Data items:
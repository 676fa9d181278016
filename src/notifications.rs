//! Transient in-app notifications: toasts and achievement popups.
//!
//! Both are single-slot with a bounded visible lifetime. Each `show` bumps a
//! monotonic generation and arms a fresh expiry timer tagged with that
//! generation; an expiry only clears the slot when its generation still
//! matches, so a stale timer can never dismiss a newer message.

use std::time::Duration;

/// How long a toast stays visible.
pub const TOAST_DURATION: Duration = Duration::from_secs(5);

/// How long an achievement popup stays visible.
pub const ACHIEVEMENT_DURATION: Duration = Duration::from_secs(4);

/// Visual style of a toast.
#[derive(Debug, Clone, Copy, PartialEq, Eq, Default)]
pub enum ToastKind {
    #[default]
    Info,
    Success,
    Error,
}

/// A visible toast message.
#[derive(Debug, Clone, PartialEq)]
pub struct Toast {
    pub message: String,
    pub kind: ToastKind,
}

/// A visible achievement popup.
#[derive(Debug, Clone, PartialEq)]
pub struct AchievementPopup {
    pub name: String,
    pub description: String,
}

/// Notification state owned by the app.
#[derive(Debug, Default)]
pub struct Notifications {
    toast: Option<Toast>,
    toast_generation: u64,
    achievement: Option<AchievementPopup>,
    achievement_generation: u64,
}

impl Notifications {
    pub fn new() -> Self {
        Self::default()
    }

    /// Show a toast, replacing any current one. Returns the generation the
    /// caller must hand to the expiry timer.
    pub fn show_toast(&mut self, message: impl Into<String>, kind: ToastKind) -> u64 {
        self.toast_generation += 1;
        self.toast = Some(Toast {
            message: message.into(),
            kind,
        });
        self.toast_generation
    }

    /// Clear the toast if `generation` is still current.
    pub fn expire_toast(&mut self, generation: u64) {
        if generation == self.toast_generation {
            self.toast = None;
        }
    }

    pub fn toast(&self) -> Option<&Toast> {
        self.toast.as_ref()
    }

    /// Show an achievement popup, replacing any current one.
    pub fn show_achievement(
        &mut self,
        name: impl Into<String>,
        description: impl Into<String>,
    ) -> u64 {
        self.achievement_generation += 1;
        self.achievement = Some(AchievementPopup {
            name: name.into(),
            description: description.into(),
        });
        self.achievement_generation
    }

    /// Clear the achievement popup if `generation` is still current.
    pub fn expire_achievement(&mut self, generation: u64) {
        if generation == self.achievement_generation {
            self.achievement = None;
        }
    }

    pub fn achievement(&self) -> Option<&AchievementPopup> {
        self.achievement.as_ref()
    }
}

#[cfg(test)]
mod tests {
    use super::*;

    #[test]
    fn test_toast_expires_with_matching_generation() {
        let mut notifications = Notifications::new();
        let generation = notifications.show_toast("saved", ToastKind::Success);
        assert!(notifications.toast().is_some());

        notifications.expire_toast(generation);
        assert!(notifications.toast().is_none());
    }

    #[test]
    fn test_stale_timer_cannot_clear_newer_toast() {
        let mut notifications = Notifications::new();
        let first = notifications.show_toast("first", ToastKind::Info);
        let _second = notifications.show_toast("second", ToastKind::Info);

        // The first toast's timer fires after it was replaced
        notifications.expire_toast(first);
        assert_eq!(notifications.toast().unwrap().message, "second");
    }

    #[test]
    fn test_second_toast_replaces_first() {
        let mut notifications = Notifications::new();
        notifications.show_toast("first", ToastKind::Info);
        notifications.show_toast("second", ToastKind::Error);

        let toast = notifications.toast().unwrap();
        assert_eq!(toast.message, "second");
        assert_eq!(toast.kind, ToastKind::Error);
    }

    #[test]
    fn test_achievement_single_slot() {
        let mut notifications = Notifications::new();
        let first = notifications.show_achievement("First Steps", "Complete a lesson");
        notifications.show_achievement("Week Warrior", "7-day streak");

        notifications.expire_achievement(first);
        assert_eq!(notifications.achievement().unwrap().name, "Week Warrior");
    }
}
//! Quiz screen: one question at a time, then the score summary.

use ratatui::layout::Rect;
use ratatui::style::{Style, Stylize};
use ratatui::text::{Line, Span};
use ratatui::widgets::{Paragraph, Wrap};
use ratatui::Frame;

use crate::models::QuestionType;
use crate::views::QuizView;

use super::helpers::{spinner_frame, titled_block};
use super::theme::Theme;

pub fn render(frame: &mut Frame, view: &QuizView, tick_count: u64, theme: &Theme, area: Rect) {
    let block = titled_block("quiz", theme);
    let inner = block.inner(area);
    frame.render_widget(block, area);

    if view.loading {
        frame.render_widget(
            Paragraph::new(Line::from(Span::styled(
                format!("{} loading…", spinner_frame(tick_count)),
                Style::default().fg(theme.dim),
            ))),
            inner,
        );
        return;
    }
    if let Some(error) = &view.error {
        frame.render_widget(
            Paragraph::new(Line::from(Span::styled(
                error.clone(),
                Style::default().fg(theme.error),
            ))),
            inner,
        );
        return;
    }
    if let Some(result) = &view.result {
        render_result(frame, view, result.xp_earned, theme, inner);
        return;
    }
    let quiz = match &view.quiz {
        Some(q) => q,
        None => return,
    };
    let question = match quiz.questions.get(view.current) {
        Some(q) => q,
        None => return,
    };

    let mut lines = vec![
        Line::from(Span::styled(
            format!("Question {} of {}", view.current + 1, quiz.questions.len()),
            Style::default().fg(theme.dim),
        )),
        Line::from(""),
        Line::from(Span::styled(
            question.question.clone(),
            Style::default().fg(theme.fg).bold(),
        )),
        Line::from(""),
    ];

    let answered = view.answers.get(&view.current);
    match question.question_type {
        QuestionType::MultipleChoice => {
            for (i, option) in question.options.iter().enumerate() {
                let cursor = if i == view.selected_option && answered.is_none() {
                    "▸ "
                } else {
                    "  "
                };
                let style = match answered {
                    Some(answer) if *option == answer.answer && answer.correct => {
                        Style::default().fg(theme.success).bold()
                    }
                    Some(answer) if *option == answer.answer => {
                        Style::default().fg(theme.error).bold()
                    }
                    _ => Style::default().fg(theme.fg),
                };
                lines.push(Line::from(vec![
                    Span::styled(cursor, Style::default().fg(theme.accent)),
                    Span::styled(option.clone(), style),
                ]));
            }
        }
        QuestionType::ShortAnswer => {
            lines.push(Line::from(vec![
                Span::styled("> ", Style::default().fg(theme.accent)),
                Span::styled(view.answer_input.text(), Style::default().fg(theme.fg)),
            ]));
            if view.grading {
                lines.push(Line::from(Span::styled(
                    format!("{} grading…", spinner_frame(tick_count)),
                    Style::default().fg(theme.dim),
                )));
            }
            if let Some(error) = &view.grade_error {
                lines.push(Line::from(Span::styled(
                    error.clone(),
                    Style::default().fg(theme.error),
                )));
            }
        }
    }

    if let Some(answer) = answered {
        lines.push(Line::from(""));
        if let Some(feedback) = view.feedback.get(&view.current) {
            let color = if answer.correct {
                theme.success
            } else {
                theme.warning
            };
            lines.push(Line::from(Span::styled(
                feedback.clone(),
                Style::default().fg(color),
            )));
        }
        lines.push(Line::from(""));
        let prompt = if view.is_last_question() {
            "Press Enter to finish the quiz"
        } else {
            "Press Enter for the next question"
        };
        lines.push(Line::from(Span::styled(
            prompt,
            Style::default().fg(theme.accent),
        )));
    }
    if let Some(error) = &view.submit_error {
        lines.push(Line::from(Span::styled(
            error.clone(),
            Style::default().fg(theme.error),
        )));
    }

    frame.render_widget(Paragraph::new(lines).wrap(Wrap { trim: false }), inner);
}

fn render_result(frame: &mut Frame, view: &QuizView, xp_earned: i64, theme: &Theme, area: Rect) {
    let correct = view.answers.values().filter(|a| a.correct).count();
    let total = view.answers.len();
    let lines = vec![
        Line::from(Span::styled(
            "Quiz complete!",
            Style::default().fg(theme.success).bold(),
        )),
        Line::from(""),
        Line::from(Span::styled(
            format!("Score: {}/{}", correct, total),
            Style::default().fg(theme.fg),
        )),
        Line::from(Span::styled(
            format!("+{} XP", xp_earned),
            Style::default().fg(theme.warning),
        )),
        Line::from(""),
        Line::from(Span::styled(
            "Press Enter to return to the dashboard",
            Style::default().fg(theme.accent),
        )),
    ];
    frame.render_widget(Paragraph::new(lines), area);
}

* * *

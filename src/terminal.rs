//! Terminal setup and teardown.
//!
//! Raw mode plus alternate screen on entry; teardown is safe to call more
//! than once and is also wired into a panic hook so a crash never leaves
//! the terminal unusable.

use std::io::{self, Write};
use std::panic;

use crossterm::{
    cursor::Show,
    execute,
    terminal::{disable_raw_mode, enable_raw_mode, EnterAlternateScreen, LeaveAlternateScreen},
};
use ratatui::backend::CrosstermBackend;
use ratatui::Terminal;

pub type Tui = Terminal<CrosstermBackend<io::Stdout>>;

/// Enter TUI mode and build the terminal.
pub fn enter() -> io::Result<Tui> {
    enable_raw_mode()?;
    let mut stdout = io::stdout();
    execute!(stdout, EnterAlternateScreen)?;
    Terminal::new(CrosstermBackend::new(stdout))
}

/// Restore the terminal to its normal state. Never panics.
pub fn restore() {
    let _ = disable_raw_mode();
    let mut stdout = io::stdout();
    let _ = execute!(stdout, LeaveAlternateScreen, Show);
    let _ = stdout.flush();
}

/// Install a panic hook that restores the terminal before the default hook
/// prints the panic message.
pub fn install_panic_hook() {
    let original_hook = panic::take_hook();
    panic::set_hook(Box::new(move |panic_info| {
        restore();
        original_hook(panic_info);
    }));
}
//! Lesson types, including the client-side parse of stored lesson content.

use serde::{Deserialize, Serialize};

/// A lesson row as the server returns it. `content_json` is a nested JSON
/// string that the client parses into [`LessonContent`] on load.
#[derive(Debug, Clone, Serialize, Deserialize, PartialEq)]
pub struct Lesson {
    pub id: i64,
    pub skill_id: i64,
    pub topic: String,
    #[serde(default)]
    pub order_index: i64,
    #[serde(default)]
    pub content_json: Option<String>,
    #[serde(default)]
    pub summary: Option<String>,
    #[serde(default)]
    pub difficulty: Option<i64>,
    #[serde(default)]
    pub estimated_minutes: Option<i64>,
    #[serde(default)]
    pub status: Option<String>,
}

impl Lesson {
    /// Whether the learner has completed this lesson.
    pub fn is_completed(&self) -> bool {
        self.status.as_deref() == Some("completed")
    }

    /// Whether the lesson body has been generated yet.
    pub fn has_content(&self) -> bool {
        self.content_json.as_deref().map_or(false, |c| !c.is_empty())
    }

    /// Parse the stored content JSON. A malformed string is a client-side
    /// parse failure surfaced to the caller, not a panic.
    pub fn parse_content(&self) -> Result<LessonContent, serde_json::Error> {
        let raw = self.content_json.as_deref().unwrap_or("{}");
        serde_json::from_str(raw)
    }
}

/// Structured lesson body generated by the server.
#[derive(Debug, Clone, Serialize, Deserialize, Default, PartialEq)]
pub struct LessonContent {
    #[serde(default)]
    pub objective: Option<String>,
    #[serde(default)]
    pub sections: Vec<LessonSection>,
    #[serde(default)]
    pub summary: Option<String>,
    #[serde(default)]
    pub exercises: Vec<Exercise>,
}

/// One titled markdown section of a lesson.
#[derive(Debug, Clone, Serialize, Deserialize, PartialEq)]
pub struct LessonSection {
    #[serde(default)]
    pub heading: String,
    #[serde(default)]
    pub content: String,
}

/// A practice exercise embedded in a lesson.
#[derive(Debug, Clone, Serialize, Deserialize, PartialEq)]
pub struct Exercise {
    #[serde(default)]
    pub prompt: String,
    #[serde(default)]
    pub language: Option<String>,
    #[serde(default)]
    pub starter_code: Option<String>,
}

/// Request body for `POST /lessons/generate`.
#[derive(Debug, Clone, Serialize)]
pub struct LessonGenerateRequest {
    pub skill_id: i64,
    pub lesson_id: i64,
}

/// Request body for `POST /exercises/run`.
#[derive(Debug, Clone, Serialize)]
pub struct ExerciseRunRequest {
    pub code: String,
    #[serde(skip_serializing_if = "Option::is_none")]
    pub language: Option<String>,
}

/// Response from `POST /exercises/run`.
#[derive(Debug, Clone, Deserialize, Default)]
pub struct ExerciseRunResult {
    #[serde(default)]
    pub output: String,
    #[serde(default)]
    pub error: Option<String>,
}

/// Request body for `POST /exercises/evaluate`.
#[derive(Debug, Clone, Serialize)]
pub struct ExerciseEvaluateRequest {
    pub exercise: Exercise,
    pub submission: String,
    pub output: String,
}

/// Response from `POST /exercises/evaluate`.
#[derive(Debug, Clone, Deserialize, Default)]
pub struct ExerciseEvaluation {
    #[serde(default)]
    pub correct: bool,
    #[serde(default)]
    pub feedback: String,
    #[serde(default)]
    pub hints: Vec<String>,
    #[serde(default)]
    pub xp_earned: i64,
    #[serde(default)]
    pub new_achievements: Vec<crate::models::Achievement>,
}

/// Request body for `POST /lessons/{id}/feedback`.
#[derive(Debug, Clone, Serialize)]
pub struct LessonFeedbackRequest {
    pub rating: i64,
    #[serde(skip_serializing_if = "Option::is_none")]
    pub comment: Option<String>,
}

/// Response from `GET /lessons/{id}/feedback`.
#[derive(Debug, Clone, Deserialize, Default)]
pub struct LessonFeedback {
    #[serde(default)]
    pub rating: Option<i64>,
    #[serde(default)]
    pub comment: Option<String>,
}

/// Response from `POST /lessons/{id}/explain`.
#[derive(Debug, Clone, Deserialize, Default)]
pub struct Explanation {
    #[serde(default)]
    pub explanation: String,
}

YOUR GOAL: From the entries, copy every line in which the string "filename" can be found.

REPLY TO THE TASK:
filename src/notifications.rs
filename src/terminal.rs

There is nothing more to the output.